I’m trying to read a novel a week in 2015. I’ve made it to four.
Albert Camus, The Fall (1956)
I have wanted to read some of Camus’ work for a while; I’m just now getting to it. I plan to read The Stranger in the near future as well (I’ve already checked it out from the library).
The Fall reads like a conversational version of the Book of Ecclesiastes. It takes skill to pull off a long conversation with only one voice present; Camus pulls it off to be sure. It even seems fitting that the voice of the main character, Jean-Baptiste Clamence, is the only voice heard. Why should any other voice be heard? He has risen to judge-penitent.
He is guilt-ridden. He is a self-worshipper who has to come to grips with the fact that he essentially witnessed someone jump off a bridge and, for the sake of self-preservation and apathy, did nothing to help. And so now, in his own guilt, he pronounces his perspective and judgment on the world to any and all who will listen. He gives us some gems:
In solitude and when fatigued, one is after all inclined to take oneself for a prophet. When all is said and done, that’s really what I am, having taken refuge in a desert of stones, fogs, and stagnant waters – an empty prophet for shabby times, Elijah without a messiah, choked with fever and alcohol, my back up against this moldy door, my finger raised toward a threatening sky, showering imprecations on lawless men who cannot endure any judgment…He who clings to law that does not fear the judgment that reinstates him in an order that he believes in. But the keenest of human torments is to be judged without a law. Yet we are in that torment. Deprived of their natural curb, the judges, loosed at random, are racing through their job. Hence we have to try to go faster than they, don’t we? And it’s a real madhouse. Prophets and quacks multiply; they hasten to get there with a good law or a flawless organization before the world is deserted. Fortunately, I arrived! I am the end and the beginning; I announce the law. In short, I am the judge-penitent (pp. 117-118).

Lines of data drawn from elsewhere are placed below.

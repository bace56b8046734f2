pub mod auth;
pub mod cache;
pub mod cli;
pub mod config;
pub mod credentials;
pub mod git;
pub mod model;
pub mod publish;
pub mod version;

mod api;
mod flock;

pub use api::{CatalogPublisher, CatalogPublisherBuilder};
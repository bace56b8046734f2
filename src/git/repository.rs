use std::{cell::Cell, path::Path};

use anyhow::anyhow;
use git2::{
    build::{CheckoutBuilder, RepoBuilder},
    AutotagOption, Commit, Cred, CredentialType, ErrorCode, FetchOptions, IndexAddOption,
    PushOptions, RemoteCallbacks, Repository, ResetType, Signature, Status, StatusOptions,
};
use log::{debug, info, trace};

use crate::{auth, cache::WorkingCopy};

const ORIGIN: &str = "origin";

/// Identity recorded on the commits created before a push.
#[derive(Debug, Clone, PartialEq, Eq)]
pub struct Author {
    pub name: String,
    pub email: String,
}

impl Default for Author {
    fn default() -> Self {
        Author {
            name: "catalog-publish".to_owned(),
            email: "catalog-publish@localhost".to_owned(),
        }
    }
}

/// [`WorkingCopy`] backed by libgit2.
///
/// Credentials travel inside the url; they are also handed to libgit2 when a
/// server asks for them explicitly.
pub struct GitWorkingCopy {
    author: Author,
}

impl GitWorkingCopy {
    pub fn new(author: Author) -> GitWorkingCopy {
        GitWorkingCopy { author }
    }

    fn clone_into(&self, path: &Path, url: &str, branch: &str) -> anyhow::Result<()> {
        trace!(
            "Cloning {} ({}) into {}",
            auth::redacted(url),
            branch,
            path.display()
        );
        let mut builder = RepoBuilder::new();
        builder.branch(branch).fetch_options(fetch_options(url));
        builder.clone(url, path)?;
        Ok(())
    }

    fn update(&self, path: &Path, url: &str, branch: &str) -> anyhow::Result<()> {
        trace!("Updating existing working copy at {}", path.display());
        let repo = Repository::open(path)?;
        // Tokens rotate, the stored url may be stale.
        repo.remote_set_url(ORIGIN, url)?;

        let tracking = format!("refs/remotes/{ORIGIN}/{branch}");
        let refspec = format!("+refs/heads/{branch}:{tracking}");
        repo.find_remote(ORIGIN)?
            .fetch(&[refspec.as_str()], Some(&mut fetch_options(url)), None)?;

        let commit = repo.find_reference(&tracking)?.peel_to_commit()?;
        let local = format!("refs/heads/{branch}");
        repo.reference(&local, commit.id(), true, "catalog-publish: sync with origin")?;
        repo.set_head(&local)?;
        repo.reset(
            commit.as_object(),
            ResetType::Hard,
            Some(CheckoutBuilder::new().force()),
        )?;
        remove_untracked(&repo)?;
        debug!("Reset {} to {}", path.display(), commit.id());
        Ok(())
    }

    fn commit_all(&self, repo: &Repository, pathspec: &str, message: &str) -> anyhow::Result<()> {
        let mut index = repo.index()?;
        index.add_all([pathspec], IndexAddOption::DEFAULT, None)?;
        index.write()?;
        let tree = repo.find_tree(index.write_tree()?)?;

        let parent = match repo.head() {
            Ok(head) => Some(head.peel_to_commit()?),
            Err(error) if error.code() == ErrorCode::UnbornBranch => None,
            Err(error) => return Err(error.into()),
        };
        let parents: Vec<&Commit> = parent.iter().collect();

        let signature = Signature::now(&self.author.name, &self.author.email)?;
        let oid = repo.commit(
            Some("HEAD"),
            &signature,
            &signature,
            message,
            &tree,
            &parents,
        )?;
        debug!("Created commit {} for {}", oid, pathspec);
        Ok(())
    }
}

impl WorkingCopy for GitWorkingCopy {
    fn clone_or_update(&self, path: &Path, url: &str, branch: &str) -> anyhow::Result<()> {
        if path.join(".git").exists() {
            self.update(path, url, branch)
        } else {
            self.clone_into(path, url, branch)
        }
    }

    fn head_commit(&self, path: &Path) -> anyhow::Result<String> {
        let repo = Repository::open(path)?;
        let commit = repo.head()?.peel_to_commit()?;
        Ok(commit.id().to_string())
    }

    fn push(&self, path: &Path, url: &str, branch: &str, message: &str) -> anyhow::Result<()> {
        let repo = Repository::discover(path)?;
        let workdir = repo
            .workdir()
            .ok_or_else(|| anyhow!("Repository containing {} is bare", path.display()))?;
        let pathspec = relative_pathspec(workdir, path);
        self.commit_all(&repo, &pathspec, message)?;

        let mut callbacks = remote_callbacks(url);
        callbacks.push_update_reference(|reference, status| match status {
            Some(status) => Err(git2::Error::from_str(&format!(
                "remote rejected {reference}: {status}"
            ))),
            None => Ok(()),
        });
        let mut options = PushOptions::new();
        options.remote_callbacks(callbacks);

        let refspec = format!("refs/heads/{branch}:refs/heads/{branch}");
        info!("Pushing {} to {}", refspec, auth::redacted(url));
        repo.remote_anonymous(url)?
            .push(&[refspec.as_str()], Some(&mut options))?;
        Ok(())
    }
}

fn remote_callbacks(url: &str) -> RemoteCallbacks<'_> {
    let mut callbacks = RemoteCallbacks::new();
    let attempted = Cell::new(false);
    callbacks.credentials(move |_url, username, allowed_types| {
        trace!(
            "Requested credentials for {}, username {:?}, allowed types {:?}",
            auth::redacted(url),
            username,
            allowed_types
        );
        // libgit2 keeps asking while the server rejects what it got.
        if attempted.replace(true) {
            return Err(git2::Error::from_str("credentials were rejected"));
        }
        match auth::url_credentials(url) {
            Some((user, password))
                if allowed_types.contains(CredentialType::USER_PASS_PLAINTEXT) =>
            {
                Cred::userpass_plaintext(user, password)
            }
            _ => Err(git2::Error::from_str("no valid authentication available")),
        }
    });
    callbacks
}

fn fetch_options(url: &str) -> FetchOptions<'_> {
    let mut fetch_options = FetchOptions::new();
    fetch_options
        .remote_callbacks(remote_callbacks(url))
        .download_tags(AutotagOption::None);
    fetch_options
}

/// Deletes everything in the working directory that git does not track.
///
/// A hard reset leaves untracked files alone. Directories git never reports,
/// the empty ones, are dropped as well.
fn remove_untracked(repo: &Repository) -> anyhow::Result<()> {
    let workdir = repo
        .workdir()
        .ok_or_else(|| anyhow!("Repository at {} is bare", repo.path().display()))?;

    let mut options = StatusOptions::new();
    options
        .include_untracked(true)
        .recurse_untracked_dirs(false)
        .include_ignored(false);
    let statuses = repo.statuses(Some(&mut options))?;
    for entry in statuses.iter() {
        if !entry.status().contains(Status::WT_NEW) {
            continue;
        }
        let Some(relative) = entry.path() else {
            continue;
        };
        let untracked = workdir.join(relative);
        trace!("Removing untracked {}", untracked.display());
        if untracked.is_dir() {
            std::fs::remove_dir_all(&untracked)?;
        } else {
            std::fs::remove_file(&untracked)?;
        }
    }

    remove_empty_dirs(workdir, true)?;
    Ok(())
}

/// Removes empty directories below `dir`, returns whether `dir` ended up empty.
fn remove_empty_dirs(dir: &Path, is_root: bool) -> std::io::Result<bool> {
    let mut empty = true;
    for entry in std::fs::read_dir(dir)? {
        let entry = entry?;
        let path = entry.path();
        if is_root && entry.file_name() == ".git" {
            empty = false;
            continue;
        }
        if entry.file_type()?.is_dir() && remove_empty_dirs(&path, false)? {
            std::fs::remove_dir(&path)?;
        } else {
            empty = false;
        }
    }
    Ok(empty)
}

/// Pathspec of `path` relative to the working directory, everything if it is outside.
fn relative_pathspec(workdir: &Path, path: &Path) -> String {
    let (Ok(workdir), Ok(path)) = (workdir.canonicalize(), path.canonicalize()) else {
        return "*".to_owned();
    };
    match path.strip_prefix(&workdir) {
        Ok(relative) if !relative.as_os_str().is_empty() => {
            relative.to_string_lossy().replace('\\', "/")
        }
        _ => "*".to_owned(),
    }
}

The idea that we all take ourselves to be prophets at times is intriguing and worth some thought. That idea relates to this one:
We are all exceptional cases. We all want to appeal against something! Each of us insists on being innocent at all costs, even if he has to accuse the whole human race and heaven itself. You won’t do I delight a man by complimenting him on on the efforts by which he has become intelligent were generous. On the other hand, he will be home if you admire his natural generosity. Inversely, if you tell a criminal that his crime is not due to his nature or his character but to unfortunate circumstances, he will be extravagantly grateful to you (p. 81).
God says to Job, “Will you even put me in the wrong? Will you condemn me that you may be in the right?” (Job 40:7). Job repented in dust and ashes. But this is not so for most of humanity. We will often accuse anything and anyone to get ourselves off the hook. If we do wrong, we want to blame it on our culture and upbringing and bad genetics. If we do right, we want full credit as bright and brilliant individuals. Camus has established that we want to be prophets; here he establishes that we want to be kings. Only the office of priest is left:
But too many people now climb onto the cross merely to be seen from a greater distance, even if they have to trample somewhat on the one who has been there so long (p. 114).
‘Take up your cross and follow me’ has been taken up by harlots who interpret it as ‘Climb up the cross so that everyone will look at thee.’ Our strange modern priesthood of personality. So far have we risen. So far have we fell. The good news is that, contra Camus, Jesus is no longer on the cross. He is risen.